Si le plan de relance budgétaire est jugé nécessaire par la grande majorité des observateurs, il n’est sans doute pas suffisant pour contrer tous les aspects négatifs de la crise économique et financière. Lawrence Summers, directeur du National Economic Council, a lui-même précisé qu’il devait être accompagné d’un plan de reconstruction financière et de mesures ayant trait au marché du logement. Ben Bernanke a également indiqué que des mesures de stabilisation du système financier lui semblaient nécessaires en parallèle afin de stimuler le crédit.

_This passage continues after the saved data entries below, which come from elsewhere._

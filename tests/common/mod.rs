//! Shared utilities for integration tests.

#![allow(dead_code)]

use std::path::Path;
use std::sync::{Arc, Mutex};

use axum::body::{to_bytes, Body};
use axum::http::header::{COOKIE, SET_COOKIE};
use axum::http::{HeaderMap, Request, StatusCode};
use axum::Router;
use tower::ServiceExt;

use app_server::config::{AppConfig, Environment};
use app_server::lifecycle::Application;
use app_server::observability::{DiagnosticEvent, DiagnosticSink};
use app_server::security::Session;

pub const SECRET: &str = "0123456789abcdef0123456789abcdef0123456789abcdef0123456789abcdef";

/// Config for `environment` with everything pointed into `root`.
pub fn test_config(environment: Environment, root: &Path) -> AppConfig {
    let mut config = AppConfig::for_environment(environment, SECRET);
    config.routes.dir = root.join("routes");
    config.routes.hot_reload = false;
    config.views.dir = root.join("views");
    config.assets.public_dir = root.join("public");
    config.assets.assets_dir = root.join("assets");
    config
}

/// What a [`MemorySink`] saw.
#[derive(Debug, Clone, PartialEq, Eq)]
pub enum Recorded {
    Request { path: String, status: u16 },
    HandlerFailure { type_name: String, message: String },
    CsrfRejected { path: String },
    RouteReloaded { key: String, removed: bool },
}

/// Sink that keeps every event in memory.
#[derive(Default)]
pub struct MemorySink {
    events: Mutex<Vec<Recorded>>,
}

impl MemorySink {
    pub fn events(&self) -> Vec<Recorded> {
        self.events.lock().unwrap().clone()
    }
}

impl DiagnosticSink for MemorySink {
    fn record(&self, event: &DiagnosticEvent<'_>) {
        let recorded = match *event {
            DiagnosticEvent::Request { path, status, .. } => Recorded::Request {
                path: path.to_string(),
                status: status.as_u16(),
            },
            DiagnosticEvent::HandlerFailure {
                type_name, message, ..
            } => Recorded::HandlerFailure {
                type_name: type_name.to_string(),
                message: message.to_string(),
            },
            DiagnosticEvent::CsrfRejected { path, .. } => Recorded::CsrfRejected {
                path: path.to_string(),
            },
            DiagnosticEvent::RouteReloaded { key, removed } => Recorded::RouteReloaded {
                key: key.to_string(),
                removed,
            },
        };
        self.events.lock().unwrap().push(recorded);
    }
}

pub fn memory_sink() -> Arc<MemorySink> {
    Arc::new(MemorySink::default())
}

/// A response, read to the end.
pub struct TestResponse {
    pub status: StatusCode,
    pub headers: HeaderMap,
    pub body: String,
}

impl TestResponse {
    /// `name=value` of the session cookie set by this response, if any.
    pub fn session_cookie(&self) -> Option<String> {
        self.headers
            .get(SET_COOKIE)
            .and_then(|v| v.to_str().ok())
            .and_then(|v| v.split(';').next())
            .map(str::to_string)
    }
}

pub async fn send(router: Router, request: Request<Body>) -> TestResponse {
    let response = router.oneshot(request).await.unwrap();
    let status = response.status();
    let headers = response.headers().clone();
    let bytes = to_bytes(response.into_body(), usize::MAX).await.unwrap();
    TestResponse {
        status,
        headers,
        body: String::from_utf8(bytes.to_vec()).unwrap(),
    }
}

pub fn get(uri: &str) -> Request<Body> {
    Request::builder().uri(uri).body(Body::empty()).unwrap()
}

pub fn get_with_cookie(uri: &str, cookie: &str) -> Request<Body> {
    Request::builder()
        .uri(uri)
        .header(COOKIE, cookie)
        .body(Body::empty())
        .unwrap()
}

/// POST an urlencoded form.
pub fn post_form(uri: &str, cookie: Option<&str>, form: &str) -> Request<Body> {
    let mut builder = Request::builder()
        .method("POST")
        .uri(uri)
        .header("content-type", "application/x-www-form-urlencoded");
    if let Some(cookie) = cookie {
        builder = builder.header(COOKIE, cookie);
    }
    builder.body(Body::from(form.to_string())).unwrap()
}

/// A signed session cookie carrying an anti-forgery token, and that token.
pub fn csrf_session(app: &Application) -> (String, String) {
    let pipeline = app.pipeline();
    let mut session = Session::new();
    let token = pipeline.csrf().token_for(&mut session);
    let value = pipeline.sessions().save(&session).unwrap();
    (format!("{}={}", pipeline.sessions().cookie_name(), value), token)
}
//! Response helpers for handlers and the error policy.
//!
//! Security headers are never set here; the pipeline applies them to
//! whatever response comes out.

use axum::http::header::{ALLOW, LOCATION};
use axum::http::{HeaderValue, Method, StatusCode};
use axum::response::{Html, IntoResponse, Response};

/// HTML body with a status.
pub fn html(status: StatusCode, body: impl Into<String>) -> Response {
    (status, Html(body.into())).into_response()
}

/// Redirect. POST/PUT/PATCH/DELETE handlers get 303 so the browser follows
/// with a GET; everything else gets 302.
pub fn redirect(method: &Method, location: &str) -> Response {
    let status = if matches!(*method, Method::GET | Method::HEAD) {
        StatusCode::FOUND
    } else {
        StatusCode::SEE_OTHER
    };
    match HeaderValue::from_str(location) {
        Ok(value) => (status, [(LOCATION, value)]).into_response(),
        Err(_) => {
            tracing::warn!(location, "Refusing redirect to invalid location");
            StatusCode::INTERNAL_SERVER_ERROR.into_response()
        }
    }
}

/// 405 listing the methods a route accepts.
pub fn method_not_allowed(allowed: &[Method]) -> Response {
    let allow = allowed
        .iter()
        .map(Method::as_str)
        .collect::<Vec<_>>()
        .join(", ");
    let mut response = html(StatusCode::METHOD_NOT_ALLOWED, "");
    if let Ok(value) = HeaderValue::from_str(&allow) {
        response.headers_mut().insert(ALLOW, value);
    }
    response
}
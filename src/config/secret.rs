//! Redacting wrapper for secret material.

use std::fmt;

/// A value that never appears in `Debug` or `Display` output.
///
/// The session secret lives in the configuration, which is logged at startup;
/// wrapping it keeps it out of those logs. Access is explicit through
/// [`expose_secret`](Self::expose_secret).
pub struct Secret<T> {
    inner: T,
}

impl<T> Secret<T> {
    pub fn new(value: T) -> Self {
        Self { inner: value }
    }

    /// Explicitly exposes the secret value.
    pub fn expose_secret(&self) -> &T {
        &self.inner
    }
}

impl<T> fmt::Debug for Secret<T> {
    fn fmt(&self, f: &mut fmt::Formatter<'_>) -> fmt::Result {
        f.write_str("[REDACTED]")
    }
}

impl<T> fmt::Display for Secret<T> {
    fn fmt(&self, f: &mut fmt::Formatter<'_>) -> fmt::Result {
        f.write_str("[REDACTED]")
    }
}

#[cfg(test)]
mod tests {
    use super::*;

    #[test]
    fn test_secret_redacts() {
        let secret = Secret::new("hunter2".to_string());
        assert_eq!(format!("{:?}", secret), "[REDACTED]");
        assert_eq!(format!("{}", secret), "[REDACTED]");
        assert_eq!(secret.expose_secret(), "hunter2");
    }
}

Dans cette perspective, le déblocage du deuxième volet de 350 mds du Troubled Asset Relief Programme (TARP) par le Congrès tombe à point nommé. La meilleure façon d’exploiter cette manne est encore discutée au sein de la nouvelle administration. Deux grandes options paraissent envisageables : La réalisation de nouvelles injections de capital. Le camp démocrate ayant jugé que les premières injections n’avaient pas abouti aux résultats escomptés (en matière de ranimation du marché du crédit), les éventuelles nouvelles injections pourraient n’être réalisées que sous certaines conditions (en matière de crédits octroyés notamment).
Des rachats d’actifs toxiques des banques, comme le prévoyait le projet initial du TARP (voire des rachats de crédits hypothécaires). Un projet de banque publique regroupant les actifs toxiques serait ainsi à l’étude. Une autre façon de s’attaquer au problème des actifs toxiques pourrait résider dans la mise en place d’un système de garantie ou d’assurance des actifs à problèmes.
A chaque année suffit sa peine
Comme les projections budgétaires du Congressional Budget Office (CBO) pour la période 2009-2019 l’ont récemment souligné (graphique), les mesures prises afin de contrer la crise économique et financière aboutiront à un creusement impressionnant du déficit (autour de 1600 milliards attendu en 2009, soit 11% du PIB environ, le ratio le plus élevé, et de très loin, depuis la Seconde Guerre mondiale).
Si un large consensus prévaut aujourd’hui pour juger qu’un plan de relance massif est nécessaire pour limiter l’impact de la récession (et ne pas répéter les erreurs des années 1930), il ne fait guère de doute que la question des finances publiques occupera le devant de la scène dans les prochaines années. Avant même cette récession, la montée en force de ce thème était déjà prévisible, étant donné la tendance explosive des dépenses de santé (surtout) et de retraite.
La récession et les mesures gouvernementales exceptionnelles prises depuis quelques trimestres (sauvetages d’institutions financières, plan de relance de 2008, TARP, plan de relance de 2009) ne font que rendre ce problème plus aigu.
Une fois la récession passée, la tâche de l’administration Obama ne sera pas vraiment plus aisée : il lui faudra concilier la mise en œuvre d’un programme ambitieux (notamment la très attendue réforme du système de santé) et l’assainissement des finances publiques. Des renoncements ou des reports seront probablement nécessaires (notamment en matière d’investissements publics) et des mesures douloureuses devront sans doute être prises (hausse des impôts, limitation des dépenses).